Wednesday, November 25, 2009

Opinion

Peter Roff

Time for Term Limits in Congress?

November 10, 2009 04:45 PM ET | Peter Roff | Permanent Link | Print

By Peter Roff, Thomas Jefferson Street blog

In the early '90s the Republican march to majority included the idea that it was time to impose term limits on members of the U.S. House and Senate. A part of the Contract with America, term limits died thanks in part to a disagreement among its supporters over just what those terms should be.

It also didn't help the cause that those who followed Newt Gingrich and Dick Armey as leaders of the House GOP determined that voluntarily ceding power to other people might not be the most prudent of ideas, especially after the party had spent 40 years in the political wilderness.

Tuesday a group of U.S. Senators, led by South Carolina Republican Jim DeMint, attempted to bring the issue back to life. DeMint, along with co-sponsors Tom Coburn of Oklahoma, Kay Bailey Hutchison of Texas and Sam Brownback of Kansas, introduced a constitutional amendment that would apply term limits to all members of Congress.

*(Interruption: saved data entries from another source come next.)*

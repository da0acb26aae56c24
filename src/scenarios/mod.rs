use admatch::logger::{LogEvent, Logger};
use admatch::{errln, logln};
use std::error::Error;

/// Function type for scenario entry functions
pub type ScenarioFn = fn(scenario_name: &str, logger: &mut Logger) -> Result<(), Box<dyn Error>>;

/// Entry in the scenario catalog
#[derive(Clone)]
pub struct ScenarioEntry {
    pub short_name: &'static str,
    pub run: ScenarioFn,
}

inventory::collect!(ScenarioEntry);

/// Get all registered scenarios from the catalog, sorted by name
pub fn get_scenario_catalog() -> Vec<ScenarioEntry> {
    let mut catalog: Vec<ScenarioEntry> = inventory::iter::<ScenarioEntry>.into_iter().cloned().collect();
    catalog.sort_by_key(|entry| entry.short_name);
    catalog
}

/// Collects validation outcomes, logging ✓/✗ lines as they come in
pub struct Validations {
    errors: Vec<String>,
}

impl Validations {
    pub fn new() -> Self {
        Self { errors: Vec::new() }
    }

    pub fn check(&mut self, logger: &mut Logger, passed: bool, msg: String) {
        if passed {
            logln!(logger, LogEvent::Scenario, "✓ {}", msg);
        } else {
            errln!(logger, LogEvent::Scenario, "✗ {}", msg);
            self.errors.push(msg);
        }
    }

    /// Ok when every check passed, otherwise all failure messages joined
    pub fn finish(self) -> Result<(), Box<dyn Error>> {
        if self.errors.is_empty() {
            Ok(())
        } else {
            Err(self.errors.join("; ").into())
        }
    }
}

pub mod demo;
pub mod budget_exhaustion;
pub mod frequency_window;
pub mod concurrent_load;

Under their plan, members of the House of Representatives would be limited to three consecutive two-year terms in office and Senators to two, six-year terms.

"Americans know real change in Washington will never happen until we end the era of permanent politicians," DeMint said in a release. "As long as members have the chance to spend their lives in Washington, their interests will always skew toward spending taxpayer dollars to buyoff special interests, covering over corruption in the bureaucracy, fundraising, relationship building among lobbyists, and trading favors for pork—in short, amassing their own power."

Arguing that the only way to change the policies coming out of Washington is to change the process, DeMint and the others have proposed a most radical step, one that strikes directly at the heart of the power structure inside the national capital but one that is consistent with the voter outrage directed at the big-spending, grow the government initiatives coming out of the White House and the Reid-Pelosi Congress.

"If we really want to put an end to business as usual, we've got to have new leaders coming to Washington instead of rearranging the deck chairs as the ship goes down," DeMint said.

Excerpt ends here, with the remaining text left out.